Sartoris Plantation Orchard in "Ambuscade" (Location)

The orchard at the Sartoris plantation serves both practical and aesthetic purposes. As a practical matter, the orchard provides food as well as a place to bury the family silver to hide it from Union soldiers. The orchard also provides a natural aesthetic enhancement to the plantation; like a formal garden, the orchard helps to elevate the cultural status of the plantation’s owners. Judging from the movements of Bayard and Ringo in this story, the Sartoris plantation orchard appears to be between the main house and the driveway gate on the "big road" that passes the place.

Road Loosh Takes in "Ambuscade" (Location)

Bayard and Ringo follow Loosh as far as the road and hear the mule he's riding going away to "where Corinth" is (8). The road is the one that runs north and south through the middle of Yoknapatawpha. To get to Corinth, Loosh goes north. Corinth is about sixty miles away from Sartoris; Loosh has already given the boys reason to think the Yankees are in that direction.

Sartoris Plantation Pasture in "Ambuscade" (Location)

The pasture on a plantation is typically a large grassy area for livestock. In this story, the pasture seems to wrap around the house on several sides. It is described as being between the Sartoris plantation main house and the woods and creek bottom, and later, the boys Bayard and Ringo cross it running from the cedar copse back to the house.

Sartoris Plantation Barn and Lot in "Ambuscade" (Location)

As a working farm, the Sartoris plantation includes a number of work-related outbuildings, such as a smokehouse (used to preserve meats during the era before refrigeration), a kitchen (likely detached from the main house so as to minimize the threat of fire to the main house), a stable, and a barn and adjacent lot for livestock. Mississippi plantations also typically included other outbuildings, such as sheds and storehouses, a carriage house, a well or spring house, a laundry, and a dairy or milkhouse.

Vicksburg Map in "Ambuscade" (Location)

A "kind of map" of Vicksburg, Mississippi, on which Bayard and Ringo play at war (3). It is located "behind the smokehouse" of the Sartoris plantation and is constructed using wood chips from the woodpile; the Mississippi River was made by trenching the ground with a hoe and filled with water from the well.

Sartoris Plantation Gate

"We killed him, Granny! At the gate!" (11, 27) - this is how Bayard Sartoris tells Miss Rosa about the Yankee soldier he and Ringo fired upon in "Ambuscade." They didn't really kill him, but Bayard's phrase provides an interested echo of the mystery that begins Absalom, Absalom!, which Faulkner was writing at the same time as "Ambuscade." In the novel it's Henry Sutpen who does shoot his sister's "fiance to death before the gates to the house" (6).

Cedar Copse

A group of Eastern redcedar trees, an evergreen tree with a fragrant heartwood, provides Bayard and Ringo in The Unvanquished with the place from which they can watch the road for Yankees without fear of being seen. Though this copse of trees may be a natural occurrence, cedars were often planted in cemeteries as well. This copse is described as "cool and shady" (9, 24).

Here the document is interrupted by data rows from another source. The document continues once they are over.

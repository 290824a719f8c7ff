//! Remote method names and config keys used by the switches.

/// Lists the ids of every torrent in the session.
pub const GET_SESSION_STATE: &str = "core.get_session_state";
/// Resumes the given torrent ids.
pub const RESUME_TORRENT: &str = "core.resume_torrent";
/// Pauses the given torrent ids.
pub const PAUSE_TORRENT: &str = "core.pause_torrent";
/// Returns requested status fields keyed by torrent id.
pub const GET_TORRENTS_STATUS: &str = "core.get_torrents_status";
/// Writes daemon config values.
pub const SET_CONFIG: &str = "core.set_config";
/// Reads a single daemon config value.
pub const GET_CONFIG_VALUE: &str = "core.get_config_value";

/// Status field requested by the pause switch.
pub const PAUSED_FIELD: &str = "paused";
/// Daemon-wide upload cap in KiB/s.
pub const MAX_UPLOAD_SPEED: &str = "max_upload_speed";
/// Daemon-wide download cap in KiB/s.
pub const MAX_DOWNLOAD_SPEED: &str = "max_download_speed";
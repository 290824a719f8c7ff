//! Host lifecycle and the cloneable command handle.

use std::sync::Arc;

use sluice_config::SluiceConfig;
use sluice_events::EventBus;
use sluice_rpc::Connector;
use sluice_switch::EntitySnapshot;
use tokio::sync::{mpsc, oneshot};
use tokio::task::JoinHandle;

use crate::command::HostCommand;
use crate::error::{HostError, HostResult};
use crate::worker::{self, WorkerDeps};

const COMMAND_BUFFER: usize = 32;

/// Running host: the worker task plus a handle for sending it commands.
pub struct Host {
    handle: HostHandle,
    worker: JoinHandle<HostResult<()>>,
}

impl Host {
    /// Spawn the worker task.
    ///
    /// The worker sets up the platform (retrying while the daemon is not
    /// ready), registers the entities, and polls them every scan interval.
    #[must_use]
    pub fn start(config: &SluiceConfig, connector: Arc<dyn Connector>, events: EventBus) -> Self {
        let (commands, rx) = mpsc::channel(COMMAND_BUFFER);
        let deps = WorkerDeps {
            deluge: config.deluge.clone(),
            settings: config.host,
            connector,
            events,
        };
        let worker = tokio::spawn(worker::run(deps, rx));
        Self {
            handle: HostHandle { commands },
            worker,
        }
    }

    /// Cloneable handle for issuing commands.
    #[must_use]
    pub fn handle(&self) -> HostHandle {
        self.handle.clone()
    }

    /// Wait for the worker to finish.
    ///
    /// # Errors
    ///
    /// Returns [`HostError::Setup`] when setup failed permanently and
    /// [`HostError::Stopped`] if the worker task panicked.
    pub async fn join(self) -> HostResult<()> {
        self.worker.await.map_err(|_| HostError::Stopped)?
    }
}

/// Cloneable handle to a running [`Host`].
#[derive(Clone)]
pub struct HostHandle {
    commands: mpsc::Sender<HostCommand>,
}

impl HostHandle {
    /// Ask the named entity to switch on.
    ///
    /// # Errors
    ///
    /// Returns [`HostError::UnknownEntity`] for unregistered names,
    /// [`HostError::NotReady`] before setup completes, and
    /// [`HostError::Switch`] when the remote command fails.
    pub async fn turn_on(&self, entity: &str) -> HostResult<()> {
        self.request(|respond_to| HostCommand::TurnOn {
            entity: entity.to_string(),
            respond_to,
        })
        .await
    }

    /// Ask the named entity to switch off.
    ///
    /// # Errors
    ///
    /// Same as [`HostHandle::turn_on`].
    pub async fn turn_off(&self, entity: &str) -> HostResult<()> {
        self.request(|respond_to| HostCommand::TurnOff {
            entity: entity.to_string(),
            respond_to,
        })
        .await
    }

    /// Update every entity now and return the resulting snapshots.
    ///
    /// # Errors
    ///
    /// Returns [`HostError::NotReady`] before setup completes and
    /// [`HostError::Stopped`] once the worker has exited.
    pub async fn refresh(&self) -> HostResult<Vec<EntitySnapshot>> {
        self.request(|respond_to| HostCommand::Refresh { respond_to })
            .await
    }

    /// Last observed state of every entity.
    ///
    /// # Errors
    ///
    /// Same as [`HostHandle::refresh`].
    pub async fn snapshot(&self) -> HostResult<Vec<EntitySnapshot>> {
        self.request(|respond_to| HostCommand::Snapshot { respond_to })
            .await
    }

    /// Ask the worker to stop. Idempotent.
    pub async fn shutdown(&self) {
        let _ = self.commands.send(HostCommand::Shutdown).await;
    }

    async fn request<T>(
        &self,
        build: impl FnOnce(oneshot::Sender<HostResult<T>>) -> HostCommand,
    ) -> HostResult<T> {
        let (respond_to, rx) = oneshot::channel();
        self.commands
            .send(build(respond_to))
            .await
            .map_err(|_| HostError::Stopped)?;
        rx.await.map_err(|_| HostError::Stopped)?
    }
}
//! Event bus error primitives.

use thiserror::Error;

use crate::payloads::EventId;

/// Result wrapper for event bus operations.
pub type EventBusResult<T> = Result<T, EventBusError>;

/// Errors raised while publishing onto the bus.
#[derive(Debug, Error, Clone, PartialEq, Eq)]
pub enum EventBusError {
    /// The event was recorded for replay but no live subscriber received it.
    #[error("event published without live subscribers")]
    NoSubscribers {
        /// Identifier assigned to the event.
        event_id: EventId,
        /// Event kind string for filtering in logs.
        event_kind: &'static str,
        /// Entity the event concerns, when it names one.
        entity: Option<String>,
    },
}
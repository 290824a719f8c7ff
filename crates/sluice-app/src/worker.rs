//! Host worker task.
//!
//! # Design
//! - Setup is retried at a fixed interval while the daemon refuses connections.
//! - Entities are owned by the worker; polls and commands are served from one
//!   `select!` loop, so calls on the shared connection never overlap.
//! - Events are published only when an entity's state or availability changes.

#![allow(clippy::redundant_pub_crate)]

use std::pin::pin;
use std::sync::Arc;
use std::time::Duration;

use sluice_config::{DelugeConfig, HostSettings};
use sluice_events::{Event, EventBus};
use sluice_rpc::Connector;
use sluice_switch::{EntitySnapshot, SwitchState, ToggleEntity, setup_platform};
use tokio::sync::mpsc;
use tokio::time::{Instant, MissedTickBehavior, interval_at, sleep};
use tracing::{debug, error, info, warn};

use crate::command::HostCommand;
use crate::error::{HostError, HostResult};

pub(crate) struct WorkerDeps {
    pub(crate) deluge: DelugeConfig,
    pub(crate) settings: HostSettings,
    pub(crate) connector: Arc<dyn Connector>,
    pub(crate) events: EventBus,
}

/// Set up the platform, then poll and serve commands until shutdown.
pub(crate) async fn run(
    deps: WorkerDeps,
    mut commands: mpsc::Receiver<HostCommand>,
) -> HostResult<()> {
    let WorkerDeps {
        deluge,
        settings,
        connector,
        events,
    } = deps;

    let Some(entities) = setup(
        &deluge,
        connector.as_ref(),
        settings.setup_retry_interval(),
        &events,
        &mut commands,
    )
    .await?
    else {
        info!("host shut down before setup completed");
        return Ok(());
    };

    let mut worker = Worker::new(entities, events);
    worker.register();
    worker.refresh_all().await;

    let scan_interval = settings.scan_interval();
    let mut poll = interval_at(Instant::now() + scan_interval, scan_interval);
    poll.set_missed_tick_behavior(MissedTickBehavior::Delay);
    loop {
        tokio::select! {
            command = commands.recv() => {
                match command {
                    Some(HostCommand::Shutdown) | None => break,
                    Some(command) => worker.handle(command).await,
                }
            }
            _ = poll.tick() => worker.refresh_all().await,
        }
    }
    info!("host worker stopped");
    Ok(())
}

/// Retry a not-ready setup on a fixed interval. `Ok(None)` means shutdown was
/// requested while waiting.
async fn setup(
    deluge: &DelugeConfig,
    connector: &dyn Connector,
    retry_interval: Duration,
    events: &EventBus,
    commands: &mut mpsc::Receiver<HostCommand>,
) -> HostResult<Option<Vec<Box<dyn ToggleEntity>>>> {
    let mut attempt: u32 = 0;
    loop {
        attempt = attempt.saturating_add(1);
        match setup_platform(deluge, connector).await {
            Ok(entities) => return Ok(Some(entities)),
            Err(err) if err.is_retryable() => {
                let retry_in_secs = retry_interval.as_secs();
                warn!(attempt, retry_in_secs, error = %err, "deluge daemon not ready; retrying setup");
                events.publish(Event::SetupRetry {
                    attempt,
                    retry_in_secs,
                });
                let mut delay = pin!(sleep(retry_interval));
                loop {
                    tokio::select! {
                        () = &mut delay => break,
                        command = commands.recv() => match command {
                            Some(HostCommand::Shutdown) | None => return Ok(None),
                            Some(command) => command.reject_not_ready(),
                        },
                    }
                }
            }
            Err(err) => {
                error!(error = %err, "deluge platform setup failed permanently");
                events.publish(Event::SetupFailed {
                    message: err.to_string(),
                });
                return Err(HostError::Setup { source: err });
            }
        }
    }
}

struct Tracked {
    entity: Box<dyn ToggleEntity>,
    observed: (SwitchState, bool),
}

struct Worker {
    entities: Vec<Tracked>,
    events: EventBus,
}

impl Worker {
    fn new(entities: Vec<Box<dyn ToggleEntity>>, events: EventBus) -> Self {
        let entities = entities
            .into_iter()
            .map(|entity| Tracked {
                observed: (entity.state(), entity.available()),
                entity,
            })
            .collect();
        Self { entities, events }
    }

    fn register(&self) {
        for tracked in &self.entities {
            info!(entity = %tracked.entity.name(), "entity registered");
            self.events.publish(Event::EntityRegistered {
                entity: tracked.entity.name().to_string(),
            });
        }
    }

    async fn refresh_all(&mut self) {
        for tracked in &mut self.entities {
            let name = tracked.entity.name().to_string();
            if let Err(err) = tracked.entity.update().await {
                warn!(entity = %name, error = %err, "entity update failed");
                self.events.publish(Event::UpdateFailed {
                    entity: name,
                    message: err.to_string(),
                });
                continue;
            }
            let current = (tracked.entity.state(), tracked.entity.available());
            if current != tracked.observed {
                debug!(entity = %name, state = %current.0, available = current.1, "entity state changed");
                tracked.observed = current;
                self.events.publish(Event::StateChanged {
                    entity: name,
                    state: current.0,
                    available: current.1,
                });
            }
        }
    }

    fn snapshots(&self) -> Vec<EntitySnapshot> {
        self.entities
            .iter()
            .map(|tracked| tracked.entity.snapshot())
            .collect()
    }

    fn find(&self, name: &str) -> HostResult<&dyn ToggleEntity> {
        self.entities
            .iter()
            .find(|tracked| tracked.entity.name() == name)
            .map(|tracked| tracked.entity.as_ref())
            .ok_or_else(|| HostError::UnknownEntity {
                name: name.to_string(),
            })
    }

    async fn switch(&self, name: &str, target: SwitchState) -> HostResult<()> {
        let entity = self.find(name)?;
        let outcome = match target {
            SwitchState::On => entity.turn_on().await,
            SwitchState::Off => entity.turn_off().await,
        };
        outcome.map_err(|source| HostError::Switch {
            entity: name.to_string(),
            source,
        })?;
        info!(entity = %name, target = %target, "switch command issued");
        self.events.publish(Event::CommandIssued {
            entity: name.to_string(),
            target,
        });
        Ok(())
    }

    async fn handle(&mut self, command: HostCommand) {
        match command {
            HostCommand::TurnOn { entity, respond_to } => {
                let _ = respond_to.send(self.switch(&entity, SwitchState::On).await);
            }
            HostCommand::TurnOff { entity, respond_to } => {
                let _ = respond_to.send(self.switch(&entity, SwitchState::Off).await);
            }
            HostCommand::Refresh { respond_to } => {
                self.refresh_all().await;
                let _ = respond_to.send(Ok(self.snapshots()));
            }
            HostCommand::Snapshot { respond_to } => {
                let _ = respond_to.send(Ok(self.snapshots()));
            }
            HostCommand::Shutdown => {}
        }
    }
}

Hurricane Creek and Bottom

The creek that flows beyond the pasture at the Sartoris plantation appears in a dozen different texts. It's not always named, but when it is it is - as in the title of one of the Faulkner's stories about the Sartorises during the Civil War - it is called "Harrykin Creek," although officially it's Hurricane Creek (a real creek in Lafayette County). It first appears in those stories as the location of the livestock pen that Colonel Sartoris builds in order to hide his animals from the Yankee army.

Sartoris Plantation Orchard

The orchard at the Sartoris plantation appears in four texts about the family during the Civil War, and in that context it's mainly the place where the Sartorises keep burying and un-burying the family valuables, to keep them out of the hands of the Yankees whom they expect are coming. When the Union troops do show up, in "Retreat," the slave named Loosh shows them "where the silver is buried" (74). Before and after the war a plantation orchard near the big house would have served both a decorative sign of status and a functional source of fruit like apples or pears.

Sartoris Plantation Pasture

Like the Compsons, the Sartorises have a pasture next to their big house - though theirs is never sold and turned into a golf course. Like the entire Sartoris plantation, it's intact and prosperous through the middle of the 20th century, despite the threats of time and loss, and is mentioned in 6 different texts. Five of these are set during the Civil War. In "My Grandmother Millard" Colonel Sartoris uses the pasture to drill the Confederate regiment he has raised from the local population.